The Man from Toronto
I am a fan of The Hitman’s Bodyguard and to a lesser degree The Hitman’s Wife’s Bodyguard. Though neither of those are the best in the buddy action comedy genre, the cast make them much better than they could have been – Ryan Reynolds, Samuel L. Jackson and most especially Salma Hayek are great in those films.
So, I had some expectations coming into watching The Man from Toronto which is directed by Patrick Hughes, who also directed the Hitman’s Bodyguard films – but I had to temper those expectations a bit because this is a Netflix movie and from my experience, Netflix movies lean farther into being mediocre than being excellent.

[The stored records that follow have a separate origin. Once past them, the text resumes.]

//! Corner arc geometry
//!
//! A corner cell is driven as a quarter circle of radius half a cell, pivoting
//! on the cell corner shared by the entry and exit edges. The car comes in at
//! the entry edge midpoint and leaves at the exit edge midpoint.

use glam::Vec2;
use serde::{Deserialize, Serialize};

use super::track::Segment;
use crate::{lerp_angle, normalize_angle, polar_to_cartesian};

/// Quarter-circle centerline through one corner cell
#[derive(Debug, Clone, Copy, PartialEq, Serialize, Deserialize)]
pub struct CornerArc {
    /// Pivot point (pixels)
    pub center: Vec2,
    pub radius: f32,
    /// Angle of the entry point around the pivot (radians, [-π, π))
    pub theta_start: f32,
    /// Angle of the exit point around the pivot (radians, [-π, π))
    pub theta_end: f32,
}

impl CornerArc {
    /// Arc for a corner segment whose cell is centered at `cell_center`
    pub fn for_segment(segment: &Segment, cell_center: Vec2, cell_size: f32) -> Self {
        let half = cell_size * 0.5;
        let (entry, exit) = (segment.entry.vec(), segment.exit.vec());
        let start = -exit;
        Self {
            center: cell_center + (exit - entry) * half,
            radius: half,
            theta_start: normalize_angle(start.y.atan2(start.x)),
            theta_end: normalize_angle(entry.y.atan2(entry.x)),
        }
    }

    /// Signed sweep from start to end, ±π/2 for a grid corner
    #[inline]
    pub fn angular_span(&self) -> f32 {
        normalize_angle(self.theta_end - self.theta_start)
    }

    /// Centerline point at fraction `t` through the corner
    pub fn point_at(&self, t: f32) -> Vec2 {
        let theta = lerp_angle(self.theta_start, self.theta_end, t.clamp(0.0, 1.0));
        self.center + polar_to_cartesian(self.radius, theta)
    }

    /// Direction of travel at fraction `t` (tangent to the arc)
    pub fn heading_at(&self, t: f32) -> f32 {
        let theta = lerp_angle(self.theta_start, self.theta_end, t.clamp(0.0, 1.0));
        let turn = self.angular_span().signum() * std::f32::consts::FRAC_PI_2;
        normalize_angle(theta + turn)
    }
}
//! Seeded race RNG - Mulberry32, portable across platforms and languages.
//!
//! Algorithm per draw:
//!   a += 0x6D2B79F5; t = (a ^ a >> 15) * (a | 1);
//!   t ^= t + (t ^ t >> 7) * (t | 61); out = t ^ t >> 14
//! All arithmetic wraps at 32 bits, so the sequence matches `Math.imul` ports bit for bit.

use rand::RngCore;
use serde::{Deserialize, Serialize};

/// Independent draw sequences derived from one race seed
#[derive(Debug, Clone, Copy, PartialEq, Eq)]
pub enum Stream {
    Grid = 1,
    Ratings = 2,
    Variation = 3,
}

#[derive(Debug, Clone, PartialEq, Eq, Serialize, Deserialize)]
pub struct RaceRng {
    state: u32,
}

impl RaceRng {
    pub fn new(seed: u32) -> Self {
        Self { state: seed }
    }

    /// Generator for one named concern of a race
    pub fn stream(seed: u32, stream: Stream) -> Self {
        Self::new(seed ^ (stream as u32).wrapping_mul(0x9E37_79B9))
    }

    pub fn next(&mut self) -> u32 {
        self.state = self.state.wrapping_add(0x6D2B_79F5);
        let mut t = self.state;
        t = (t ^ (t >> 15)).wrapping_mul(t | 1);
        t ^= t.wrapping_add((t ^ (t >> 7)).wrapping_mul(t | 61));
        t ^ (t >> 14)
    }

    /// Uniform in [0, 1)
    pub fn next_unit(&mut self) -> f64 {
        self.next() as f64 / 4_294_967_296.0
    }

    /// Uniform in [min, max)
    pub fn range(&mut self, min: f64, max: f64) -> f64 {
        min + (max - min) * self.next_unit()
    }

    /// Standard normal sample (Box-Muller, cosine branch)
    pub fn normal(&mut self) -> f64 {
        let u1 = 1.0 - self.next_unit(); // (0, 1], keeps ln finite
        let u2 = self.next_unit();
        (-2.0 * u1.ln()).sqrt() * (std::f64::consts::TAU * u2).cos()
    }

    /// In-place Fisher-Yates shuffle
    pub fn shuffle<T>(&mut self, items: &mut [T]) {
        for i in (1..items.len()).rev() {
            let j = ((self.next_unit() * (i + 1) as f64) as usize).min(i);
            items.swap(i, j);
        }
    }
}

impl RngCore for RaceRng {
    fn next_u32(&mut self) -> u32 {
        self.next()
    }

    fn next_u64(&mut self) -> u64 {
        let hi = self.next() as u64;
        let lo = self.next() as u64;
        (hi << 32) | lo
    }

    fn fill_bytes(&mut self, dst: &mut [u8]) {
        for chunk in dst.chunks_mut(4) {
            let bytes = self.next().to_le_bytes();
            chunk.copy_from_slice(&bytes[..chunk.len()]);
        }
    }
}

/// Hash a text seed to 32 bits (FNV-1a with a murmur3 finalizer)
pub fn hash_seed(text: &str) -> u32 {
    let mut h: u32 = 0x811C_9DC5;
    for byte in text.bytes() {
        h ^= byte as u32;
        h = h.wrapping_mul(0x0100_0193);
    }
    h ^= h >> 16;
    h = h.wrapping_mul(0x85EB_CA6B);
    h ^= h >> 13;
    h = h.wrapping_mul(0xC2B2_AE35);
    h ^ (h >> 16)
}
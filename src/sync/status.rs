use chrono::{DateTime, Utc};
use serde::Serialize;
use utoipa::ToSchema;

/// Live state of the sync engine, one instance per orchestrator
#[derive(Debug, Clone, Default, PartialEq, Serialize, ToSchema)]
#[serde(rename_all = "camelCase")]
pub struct SyncStatus {
    /// True for exactly the duration of one pass
    pub is_running: bool,
    pub last_sync_at: Option<DateTime<Utc>>,
    /// When the scheduler expects to run next; `None` while stopped
    pub next_sync_at: Option<DateTime<Utc>>,
    pub last_error: Option<String>,
    pub total_coins: usize,
    pub synced_coins: usize,
    pub failed_coins: usize,
}
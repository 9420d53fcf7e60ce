pub mod burn_event;
pub mod coin;

pub use burn_event::BurnEvent;
pub use coin::{Chain, Coin, CoinStatus, CoinWithStatus};

use serde::{Deserialize, Serialize};

/// The persisted document: every coin plus the burn-event log
#[derive(Debug, Clone, Default, PartialEq, Serialize, Deserialize)]
#[serde(rename_all = "camelCase")]
pub struct CoinsData {
    #[serde(default)]
    pub coins: Vec<Coin>,
    #[serde(default)]
    pub burn_events: Vec<BurnEvent>,
}

impl CoinsData {
    pub fn find_coin(&self, id: &str) -> Option<&Coin> {
        self.coins.iter().find(|coin| coin.id == id)
    }

    pub fn find_coin_mut(&mut self, id: &str) -> Option<&mut Coin> {
        self.coins.iter_mut().find(|coin| coin.id == id)
    }
}
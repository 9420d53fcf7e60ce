use crate::dexscreener::error::FetchError;
use crate::dexscreener::types::DexScreenerResponse;
use crate::sync::config::SyncConfig;
use async_trait::async_trait;
use reqwest::header::ACCEPT;
use reqwest::Client;

/// Upstream transport: exactly one request per call, no retries or caching
#[async_trait]
pub trait PairSource: Send + Sync {
    /// Fetch every trading pair for a token address
    async fn fetch_pairs(&self, address: &str) -> Result<DexScreenerResponse, FetchError>;

    /// Succeeds iff the upstream answers the lookup with a 2xx status
    async fn probe(&self, address: &str) -> Result<(), FetchError> {
        self.fetch_pairs(address).await.map(|_| ())
    }
}

/// DexScreener over HTTPS
pub struct HttpPairSource {
    client: Client,
    api_base: String,
}

impl HttpPairSource {
    pub fn new(config: &SyncConfig) -> Result<Self, FetchError> {
        let client = Client::builder()
            .timeout(config.request_timeout())
            .user_agent(config.user_agent.as_str())
            .build()?;

        Ok(Self {
            client,
            api_base: config.api_base.trim_end_matches('/').to_string(),
        })
    }

    fn token_url(&self, address: &str) -> String {
        format!("{}/tokens/{}", self.api_base, address)
    }

    async fn get(&self, address: &str) -> Result<reqwest::Response, FetchError> {
        let url = self.token_url(address);
        tracing::debug!("GET {}", url);

        let response = self
            .client
            .get(&url)
            .header(ACCEPT, "application/json")
            .send()
            .await?;

        if !response.status().is_success() {
            return Err(FetchError::status(response.status()));
        }

        Ok(response)
    }
}

#[async_trait]
impl PairSource for HttpPairSource {
    async fn fetch_pairs(&self, address: &str) -> Result<DexScreenerResponse, FetchError> {
        let body = self.get(address).await?.bytes().await?;

        serde_json::from_slice(&body).map_err(|e| {
            FetchError::InvalidResponse(format!("Failed to parse DexScreener response: {}", e))
        })
    }

    async fn probe(&self, address: &str) -> Result<(), FetchError> {
        self.get(address).await.map(|_| ())
    }
}
use coin_market_sync::{
    create_router, AppState, CoinRepository, DexScreenerClient, JsonFileCoinRepository,
    SyncConfig, SyncOrchestrator, SyncScheduler,
};
use std::sync::Arc;
use tracing_subscriber::{layer::SubscriberExt, util::SubscriberInitExt};

#[tokio::main]
async fn main() -> Result<(), Box<dyn std::error::Error>> {
    // Load environment variables from .env file (if present)
    dotenvy::dotenv().ok();

    // Initialize tracing
    tracing_subscriber::registry()
        .with(
            tracing_subscriber::EnvFilter::try_from_default_env()
                .unwrap_or_else(|_| "coin_market_sync=debug,tower_http=info".into()),
        )
        .with(tracing_subscriber::fmt::layer())
        .init();

    let config = SyncConfig::from_env();
    let violations = config.validate();
    if !violations.is_empty() {
        for violation in &violations {
            tracing::error!("❌ Invalid configuration: {}", violation);
        }
        std::process::exit(1);
    }

    tracing::info!(
        "⚙️  Sync every {} min, min refresh {} min, batch size {}",
        config.sync_interval_minutes,
        config.min_sync_interval_minutes,
        config.batch_size
    );

    // Record store
    let repository: Arc<dyn CoinRepository> = Arc::new(JsonFileCoinRepository::with_env_config());

    // Upstream client and sync engine
    let client = DexScreenerClient::from_config(config.clone())?;
    let orchestrator = Arc::new(SyncOrchestrator::new(client, repository.clone()));

    // Background scheduler
    let scheduler = Arc::new(SyncScheduler::new(orchestrator.clone(), &config).await?);
    scheduler.start().await?;

    let app = create_router(AppState {
        orchestrator,
        scheduler: scheduler.clone(),
        repository,
    });

    let addr = std::env::var("BIND_ADDR").unwrap_or_else(|_| "127.0.0.1:3000".to_string());
    let listener = tokio::net::TcpListener::bind(&addr).await?;

    tracing::info!("🚀 Coin market sync server running on http://{}", addr);
    tracing::info!("📚 Swagger UI available at http://{}/swagger-ui", addr);

    axum::serve(listener, app)
        .with_graceful_shutdown(shutdown_signal())
        .await?;

    tracing::info!("🛑 Shutting down scheduler");
    scheduler.shutdown().await?;

    Ok(())
}

async fn shutdown_signal() {
    if let Err(e) = tokio::signal::ctrl_c().await {
        tracing::error!("Failed to listen for shutdown signal: {}", e);
        std::future::pending::<()>().await;
    }
}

Teddy (Kevin Hart) is a guy who is trying to promote terrible fitness ideas online – he’s so bad at his job that his wife’s (Jasmine Mathews) coworkers have now turned his name into a verb equating to “failing”. When Teddy takes his wife on a romantic trip, he arrives at the wrong place at the wrong time because he forgot to change the toner in his printer. He is mistaken as The Man from Toronto, an assassin with a reputation for gruesome interrogations. The FBI asks Teddy to continue to be The Man from Toronto in order to save the day, but the real Man from Toronto (Woody Harrelson) has other ideas for how to employ Teddy.
The director, Patrick Hughes makes “just good enough” comedy action movies and The Man from Toronto falls well below the threshold of being “just good enough”. The pacing of the movie is off and the movie feels a lot longer than the less-than-two-hour running time. Hughes is able to get decent performances out of Hart and Harrelson, who share some decently funny chemistry together onscreen. But, the action sequences in the movie lack energy and impact making the movie feel even more laborious to watch. And while categorized as a thriller, there are nary any thrills in this movie.
The screenplay by Robbie Fox and Chris Bremner based on a story by Jason Blumenthal is contrived to the point of breaking my suspension of belief. The situations that Teddy and The Man from Toronto get into make no sense at points.
I find Kevin Hart funny, he is unique in the way that he acts and I appreciate it. The scene that is in the trailer with him acting as The Man from Toronto with knives trying to interrogate four men was genuinely hilarious and memorable. Unfortunately, in this movie he merely playing the same character that he played in Central Intelligence without being paired up with the charismatic Dwayne Johnson.
And that is the crux of this movie. Both Hitman’s Bodyguard films had a strong cast, Central Intelligence had Dwayne Johnson. And as much as I like Woody Harrelson, he was not very good in The Man from Toronto, leaving Hart pulling the weight for the movie. Apparently, Jason Statham was originally signed on to play The Man from Toronto, but pulled out because of disagreements about the tone and rating of the movie.
Did they Teddy this movie? Yes for the most part this movie was Teddied. I can see why Sony shuffled The Man from Toronto over to Netflix instead of giving it a theatrical release as this is more of a direct-to-streaming grade movie than a theatrical movie. While somewhat entertaining, this movie was generic and dragged along for most of its running time. The Man from Toronto perfectly fits the Netflix template of content: Generic, mediocre, underwhelming and barely entertaining.
Hughes Food Processing. Ha.
Watched at home, streamed on Netflix.